Assigned task.
Return only those lines of the listing that hold the word "found".
-------------------------
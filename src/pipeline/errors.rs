//! Error types for pipeline construction

use std::fmt;
use thiserror::Error;

/// Which registry a variant name was looked up in
#[derive(Debug, Clone, Copy, PartialEq, Eq, Hash)]
pub enum VariantKind {
    /// A stage variant, selected by `stage_type`
    Stage,
    /// A messenger variant, selected by the messenger block's `type`
    Messenger,
}

impl fmt::Display for VariantKind {
    fn fmt(&self, f: &mut fmt::Formatter<'_>) -> fmt::Result {
        match self {
            Self::Stage => write!(f, "stage"),
            Self::Messenger => write!(f, "messenger"),
        }
    }
}

/// Errors that can occur while turning a document into a pipeline
#[derive(Error, Debug, Clone, PartialEq, Eq)]
pub enum ConfigError {
    /// No constructor is registered under the requested name
    #[error("Unknown {kind} type '{name}'")]
    UnknownVariant {
        /// Registry the lookup was made in.
        kind: VariantKind,
        /// Normalized name that was looked up.
        name: String,
    },

    /// A required top-level block is absent or has the wrong shape
    #[error("No {0} block in the input document")]
    MissingBlock(String),

    /// A block is present but lacks a required key
    #[error("The {block} block requires a '{field}' key")]
    MissingField {
        /// Block that is incomplete.
        block: String,
        /// The missing key.
        field: String,
    },

    /// A configured value has a different shape than its target
    #[error("Option '{key}' expects {expected}, got {found}")]
    TypeMismatch {
        /// Option key in the document.
        key: String,
        /// Shape the target accepts.
        expected: String,
        /// Shape found in the document.
        found: String,
    },

    /// `run_after` nesting is deeper than the parser allows
    #[error("Stage nesting exceeds the maximum depth of {max}")]
    MaxDepthExceeded {
        /// Configured maximum depth.
        max: usize,
    },

    /// The document could not be read or is not a mapping
    #[error("Invalid document: {0}")]
    Document(String),
}

impl ConfigError {
    /// Builds a [`ConfigError::TypeMismatch`] describing `found` by its shape
    pub fn type_mismatch(
        key: impl Into<String>,
        expected: impl Into<String>,
        found: &serde_yaml::Value,
    ) -> Self {
        Self::TypeMismatch {
            key: key.into(),
            expected: expected.into(),
            found: shape_of(found).to_string(),
        }
    }
}

impl From<std::io::Error> for ConfigError {
    fn from(err: std::io::Error) -> Self {
        Self::Document(err.to_string())
    }
}

impl From<serde_yaml::Error> for ConfigError {
    fn from(err: serde_yaml::Error) -> Self {
        Self::Document(err.to_string())
    }
}

/// Short human name for the shape of a document value
pub(crate) fn shape_of(value: &serde_yaml::Value) -> &'static str {
    use serde_yaml::Value;

    match value {
        Value::Null => "null",
        Value::Bool(_) => "a boolean",
        Value::Number(_) => "a number",
        Value::String(_) => "a string",
        Value::Sequence(_) => "a sequence",
        Value::Mapping(_) => "a mapping",
        Value::Tagged(_) => "a tagged value",
    }
}

/// Result alias used across the crate
pub type Result<T> = std::result::Result<T, ConfigError>;
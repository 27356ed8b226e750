use std::io::Read;
use std::path::Path;

use anyhow::Context;
use chrono::NaiveDate;
use rust_decimal::prelude::ToPrimitive;
use rust_decimal::Decimal;
use sqlx::postgres::PgRow;
use sqlx::{Column, PgPool, Row, TypeInfo, ValueRef};
use tracing::{info, warn};

use crate::models::{FieldValue, MonthlyMatrices, MonthlyMatrix, ProgramRow, ProgramTable};

pub const SCHEMA: &str = "program_metrics";
pub const PROGRAMS_TABLE: &str = "programs";
pub const MONTHLY_HOURS_TABLE: &str = "monthly_hours";
pub const MONTHLY_ENROLLMENTS_TABLE: &str = "monthly_enrollments";

pub async fn fetch_columns(pool: &PgPool, table: &str) -> anyhow::Result<Vec<String>> {
    let rows = sqlx::query(
        r#"
        SELECT column_name::text AS column_name
        FROM information_schema.columns
        WHERE table_schema = $1 AND table_name = $2
        ORDER BY ordinal_position
        "#,
    )
    .bind(SCHEMA)
    .bind(table)
    .fetch_all(pool)
    .await?;

    Ok(rows.iter().map(|row| row.get::<String, _>("column_name")).collect())
}

async fn fetch_rows(pool: &PgPool, table: &str) -> anyhow::Result<Vec<ProgramRow>> {
    let query = format!("SELECT * FROM {SCHEMA}.{table} ORDER BY id");
    let records = sqlx::query(&query).fetch_all(pool).await?;
    Ok(records.iter().map(decode_row).collect())
}

/// Columns and rows of the program table, read once per invocation.
pub async fn fetch_program_table(pool: &PgPool) -> anyhow::Result<ProgramTable> {
    let columns = fetch_columns(pool, PROGRAMS_TABLE)
        .await
        .context("failed to read program table columns")?;
    let rows = fetch_rows(pool, PROGRAMS_TABLE)
        .await
        .context("failed to read program rows")?;
    info!(columns = columns.len(), rows = rows.len(), "loaded program snapshot");
    Ok(ProgramTable { columns, rows })
}

/// Monthly side tables; a missing or unreadable table yields an empty matrix.
pub async fn fetch_monthly_matrices(pool: &PgPool) -> MonthlyMatrices {
    MonthlyMatrices {
        hours: fetch_matrix(pool, MONTHLY_HOURS_TABLE).await,
        enrollments: fetch_matrix(pool, MONTHLY_ENROLLMENTS_TABLE).await,
    }
}

async fn fetch_matrix(pool: &PgPool, table: &str) -> MonthlyMatrix {
    match fetch_rows(pool, table).await {
        Ok(rows) => {
            let matrix = MonthlyMatrix::from_rows(&rows);
            if matrix.is_empty() {
                warn!(table, "monthly table has no programs");
            } else {
                info!(table, programs = matrix.len(), "loaded monthly matrix");
            }
            matrix
        }
        Err(err) => {
            warn!(table, error = %err, "monthly table unavailable, treating as empty");
            MonthlyMatrix::default()
        }
    }
}

fn decode_row(row: &PgRow) -> ProgramRow {
    let mut program = ProgramRow::new();
    for column in row.columns() {
        program.insert(column.name(), decode_value(row, column.ordinal()));
    }
    program
}

fn decode_value(row: &PgRow, idx: usize) -> FieldValue {
    let Ok(raw) = row.try_get_raw(idx) else {
        return FieldValue::Null;
    };
    if raw.is_null() {
        return FieldValue::Null;
    }
    let type_name = raw.type_info().name().to_string();
    let decoded = match type_name.as_str() {
        "INT2" => row.try_get::<i16, _>(idx).map(|v| FieldValue::Int(v.into())),
        "INT4" => row.try_get::<i32, _>(idx).map(|v| FieldValue::Int(v.into())),
        "INT8" => row.try_get::<i64, _>(idx).map(FieldValue::Int),
        "FLOAT4" => row.try_get::<f32, _>(idx).map(|v| FieldValue::Real(v.into())),
        "FLOAT8" => row.try_get::<f64, _>(idx).map(FieldValue::Real),
        "NUMERIC" => row.try_get::<Decimal, _>(idx).map(numeric_value),
        "BOOL" => row.try_get::<bool, _>(idx).map(|v| FieldValue::Int(v.into())),
        "DATE" => row
            .try_get::<NaiveDate, _>(idx)
            .map(|d| FieldValue::Text(d.format("%Y-%m-%d").to_string())),
        _ => row.try_get::<String, _>(idx).map(FieldValue::Text),
    };
    decoded.unwrap_or_else(|err| {
        warn!(column = idx, type_name = %type_name, error = %err, "undecodable cell read as null");
        FieldValue::Null
    })
}

fn numeric_value(value: Decimal) -> FieldValue {
    match value.to_f64() {
        Some(real) => FieldValue::Real(real),
        None => FieldValue::Text(value.to_string()),
    }
}

/// Read a CSV export; the header row supplies the physical column names.
///
/// Empty cells are null. Everything else stays text and is coerced on read.
pub fn read_csv_table<R: Read>(reader: R) -> anyhow::Result<ProgramTable> {
    let mut reader = csv::ReaderBuilder::new().flexible(true).from_reader(reader);
    let columns: Vec<String> = reader
        .headers()?
        .iter()
        .map(|h| h.trim().trim_start_matches('\u{feff}').to_string())
        .collect();

    let mut rows = Vec::new();
    for record in reader.records() {
        let record = record?;
        let mut row = ProgramRow::new();
        for (column, cell) in columns.iter().zip(record.iter()) {
            let value = if cell.trim().is_empty() {
                FieldValue::Null
            } else {
                FieldValue::Text(cell.to_string())
            };
            row.insert(column.clone(), value);
        }
        rows.push(row);
    }

    Ok(ProgramTable { columns, rows })
}

pub fn load_csv_table(path: &Path) -> anyhow::Result<ProgramTable> {
    let file = std::fs::File::open(path)
        .with_context(|| format!("failed to open {}", path.display()))?;
    let table = read_csv_table(file)
        .with_context(|| format!("failed to parse {}", path.display()))?;
    info!(
        path = %path.display(),
        columns = table.columns.len(),
        rows = table.rows.len(),
        "loaded program snapshot"
    );
    Ok(table)
}

pub fn load_csv_matrix(path: Option<&Path>) -> anyhow::Result<MonthlyMatrix> {
    let Some(path) = path else {
        return Ok(MonthlyMatrix::default());
    };
    let table = load_csv_table(path)?;
    Ok(MonthlyMatrix::from_rows(&table.rows))
}

#[cfg(test)]
mod tests {
    use super::*;
    use crate::schema::{Field, SchemaMapping};

    #[test]
    fn csv_headers_become_columns() {
        let data = "\u{feff}id,HRD_Net_과정명,수료산정 제외인원,HRD_만족도\n\
                    1,Cloud Native,2,4.5\n\
                    2,Data Basics,,\n";
        let table = read_csv_table(data.as_bytes()).unwrap();
        assert_eq!(table.columns[0], "id");
        assert_eq!(table.rows.len(), 2);

        let mapping = SchemaMapping::resolve(&table.columns);
        assert_eq!(mapping.int(&table.rows[0], Field::CompletionExcluded), 2);
        assert_eq!(mapping.float(&table.rows[0], Field::Satisfaction), 4.5);
        assert_eq!(
            mapping.value(&table.rows[1], Field::Satisfaction),
            Some(&FieldValue::Null)
        );
        assert_eq!(table.rows[1].id(), Some(2));
    }

    #[test]
    fn csv_matrix_keys_by_id() {
        let data = "id,1M,2M,3M,4M,5M,6M,7M,8M,9M,10M,11M,12M\n\
                    9,40,40,38,,,,,,,,,\n";
        let table = read_csv_table(data.as_bytes()).unwrap();
        let matrix = MonthlyMatrix::from_rows(&table.rows);
        assert_eq!(matrix.value(9, 3), 38);
        assert_eq!(matrix.value(9, 4), 0);
    }

    #[test]
    fn numeric_cells_count_as_real_values() {
        let mapping = SchemaMapping::resolve(&["HRD_확정", "수료인원", "HRD_만족도"]);
        let row = ProgramRow::new()
            .with("HRD_확정", numeric_value(Decimal::new(20, 0)))
            .with("수료인원", numeric_value(Decimal::new(15, 0)))
            .with("HRD_만족도", numeric_value(Decimal::new(435, 2)));
        assert!(matches!(
            row.get("HRD_만족도"),
            Some(FieldValue::Real(v)) if (v - 4.35).abs() < 1e-9
        ));

        let totals = crate::kpi::aggregate([&row], &mapping);
        assert_eq!(totals.confirmed, 20);
        assert_eq!(totals.completed, 15);
        assert_eq!(totals.satisfaction_count, 1);
        assert!((totals.rates().satisfaction - 4.35).abs() < 1e-9);
    }

    #[test]
    fn missing_matrix_path_is_empty() {
        assert!(load_csv_matrix(None).unwrap().is_empty());
    }
}
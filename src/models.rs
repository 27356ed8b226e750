use std::collections::HashMap;
use std::fmt;

use serde::Serialize;

use crate::normalize::parse_int;

/// A single cell as it comes out of the backing store.
#[derive(Debug, Clone, PartialEq, Serialize)]
#[serde(untagged)]
pub enum FieldValue {
    Null,
    Int(i64),
    Real(f64),
    Text(String),
}

impl FieldValue {
    pub fn is_null(&self) -> bool {
        matches!(self, FieldValue::Null)
    }

    /// Null and whitespace-only text count as blank; numeric zero does not.
    pub fn is_blank(&self) -> bool {
        match self {
            FieldValue::Null => true,
            FieldValue::Text(s) => s.trim().is_empty(),
            _ => false,
        }
    }
}

impl fmt::Display for FieldValue {
    fn fmt(&self, f: &mut fmt::Formatter<'_>) -> fmt::Result {
        match self {
            FieldValue::Null => Ok(()),
            FieldValue::Int(v) => write!(f, "{v}"),
            FieldValue::Real(v) => write!(f, "{v}"),
            FieldValue::Text(s) => f.write_str(s),
        }
    }
}

impl From<&str> for FieldValue {
    fn from(value: &str) -> Self {
        FieldValue::Text(value.to_string())
    }
}

impl From<i64> for FieldValue {
    fn from(value: i64) -> Self {
        FieldValue::Int(value)
    }
}

impl From<f64> for FieldValue {
    fn from(value: f64) -> Self {
        FieldValue::Real(value)
    }
}

/// One program row keyed by physical column name.
#[derive(Debug, Clone, Default, PartialEq)]
pub struct ProgramRow {
    fields: HashMap<String, FieldValue>,
}

impl ProgramRow {
    pub fn new() -> Self {
        Self::default()
    }

    pub fn insert(&mut self, column: impl Into<String>, value: impl Into<FieldValue>) {
        self.fields.insert(column.into(), value.into());
    }

    #[cfg(test)]
    pub fn with(mut self, column: impl Into<String>, value: impl Into<FieldValue>) -> Self {
        self.insert(column, value);
        self
    }

    pub fn get(&self, column: &str) -> Option<&FieldValue> {
        self.fields.get(column)
    }

    /// The store's primary key; rows without one report `None`.
    pub fn id(&self) -> Option<i64> {
        match self.get(crate::schema::columns::ID) {
            Some(value) if !value.is_blank() => Some(parse_int(Some(value), 0)),
            _ => None,
        }
    }
}

/// Snapshot of the program table: the physical columns present and every row.
#[derive(Debug, Clone, Default)]
pub struct ProgramTable {
    pub columns: Vec<String>,
    pub rows: Vec<ProgramRow>,
}

impl ProgramTable {
    pub fn row_refs(&self) -> Vec<&ProgramRow> {
        self.rows.iter().collect()
    }
}

/// Per-program monthly values for months `1M`..`12M`.
#[derive(Debug, Clone, Default)]
pub struct MonthlyMatrix {
    by_id: HashMap<i64, [i64; 12]>,
}

impl MonthlyMatrix {
    pub fn from_rows(rows: &[ProgramRow]) -> Self {
        let mut matrix = Self::default();
        for row in rows {
            let Some(id) = row.id() else {
                continue;
            };
            let mut values = [0i64; 12];
            for (idx, label) in month_labels().iter().enumerate() {
                values[idx] = parse_int(row.get(label), 0);
            }
            matrix.insert(id, values);
        }
        matrix
    }

    pub fn insert(&mut self, id: i64, values: [i64; 12]) {
        self.by_id.insert(id, values);
    }

    /// Value for a 1-based month index; unknown programs and out-of-range months read as 0.
    pub fn value(&self, id: i64, month_index: usize) -> i64 {
        if !(1..=12).contains(&month_index) {
            return 0;
        }
        self.by_id
            .get(&id)
            .map(|values| values[month_index - 1])
            .unwrap_or(0)
    }

    pub fn len(&self) -> usize {
        self.by_id.len()
    }

    pub fn is_empty(&self) -> bool {
        self.by_id.is_empty()
    }
}

#[derive(Debug, Clone, Default)]
pub struct MonthlyMatrices {
    pub hours: MonthlyMatrix,
    pub enrollments: MonthlyMatrix,
}

pub fn month_labels() -> Vec<String> {
    (1..=12).map(|m| format!("{m}M")).collect()
}

#[derive(Debug, Clone, Copy, Default, PartialEq, Serialize)]
pub struct KpiSet {
    pub fill_rate: f64,
    pub completion_rate: f64,
    pub employment_rate: f64,
    pub satisfaction: f64,
}

impl KpiSet {
    pub fn rounded(self) -> Self {
        Self {
            fill_rate: round2(self.fill_rate),
            completion_rate: round2(self.completion_rate),
            employment_rate: round2(self.employment_rate),
            satisfaction: round2(self.satisfaction),
        }
    }
}

/// Two-decimal rounding, ties to even.
pub fn round2(value: f64) -> f64 {
    round_to(value, 2)
}

pub fn round_to(value: f64, decimals: i32) -> f64 {
    let factor = 10f64.powi(decimals);
    (value * factor).round_ties_even() / factor
}

#[derive(Debug, Clone, Serialize)]
pub struct Bucket {
    pub key: String,
    #[serde(flatten)]
    pub kpis: KpiSet,
}

#[derive(Debug, Clone, Serialize)]
pub struct EducationStats {
    pub total_courses: usize,
    pub total_students: i64,
    pub completion_rate: f64,
    pub employment_rate: f64,
}

#[derive(Debug, Clone, Serialize)]
pub struct EducationCounts {
    pub year: String,
    pub total_courses: usize,
    pub total_students: i64,
}

#[derive(Debug, Clone, Serialize)]
pub struct TimelineEvent {
    pub id: Option<i64>,
    pub name: Option<String>,
    pub team: Option<String>,
    pub status: Option<String>,
    pub category: Option<String>,
    pub start: Option<chrono::NaiveDate>,
    pub end: Option<chrono::NaiveDate>,
}

#[derive(Debug, Clone, Serialize)]
pub struct FilterOptions {
    pub years: Vec<i64>,
    pub quarters: Vec<String>,
    pub teams: Vec<String>,
}

#[derive(Debug, Clone, Default, Serialize)]
pub struct RevenueTotals {
    pub expected: i64,
    pub actual: i64,
    pub gap: i64,
    pub max: i64,
}

#[derive(Debug, Clone, Serialize)]
pub struct RevenueGapItem {
    pub program: String,
    pub round: String,
    pub quarter: Option<String>,
    pub expected: i64,
    pub actual: i64,
    pub gap: i64,
    pub max: i64,
    pub start: Option<chrono::NaiveDate>,
}

#[derive(Debug, Clone, Serialize)]
pub struct RevenueGapReport {
    pub year: Option<String>,
    pub totals: RevenueTotals,
    pub items: Vec<RevenueGapItem>,
}

#[derive(Debug, Clone, Serialize)]
pub struct MonthlyRevenueItem {
    pub program: String,
    pub round: String,
    pub months: Vec<i64>,
    pub total: i64,
}

#[derive(Debug, Clone, Serialize)]
pub struct MonthlyRevenueReport {
    pub year: Option<String>,
    pub months: Vec<String>,
    pub month_totals: Vec<i64>,
    pub total: i64,
    pub items: Vec<MonthlyRevenueItem>,
}

#[derive(Debug, Clone, Serialize)]
pub struct ExpectedRevenueItem {
    pub program: String,
    pub round: String,
    pub month_index: usize,
    pub expected: i64,
}

#[derive(Debug, Clone, Serialize)]
pub struct ExpectedRevenueReport {
    pub year: i32,
    pub month: u32,
    pub total: i64,
    pub items: Vec<ExpectedRevenueItem>,
}

#[derive(Debug, Clone, PartialEq, Serialize)]
pub struct ProjectedMonth {
    pub month: String,
    pub enrollment: f64,
    pub hours: f64,
    pub revenue: i64,
}

#[derive(Debug, Clone, Serialize)]
pub struct ProgramProjection {
    pub program: String,
    pub round: String,
    pub confirmed: i64,
    pub completed: i64,
    pub duration_months: i64,
    pub decline_per_month: f64,
    pub monthly_data: Vec<ProjectedMonth>,
    pub total_revenue: i64,
}

#[derive(Debug, Clone, Serialize)]
pub struct MonthTotal {
    pub month: String,
    pub total_revenue: i64,
}

#[derive(Debug, Clone, Serialize)]
pub struct ProgressionReport {
    pub year: Option<String>,
    pub program_filter: Option<String>,
    pub monthly_totals: Vec<MonthTotal>,
    pub programs: Vec<ProgramProjection>,
    pub grand_total: i64,
}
-------------------------
Answer to this task.
    #[error("Option '{key}' expects {expected}, got {found}")]
        /// Shape found in the document.
        found: String,
    /// Builds a [`ConfigError::TypeMismatch`] describing `found` by its shape
        found: &serde_yaml::Value,
            found: shape_of(found).to_string(),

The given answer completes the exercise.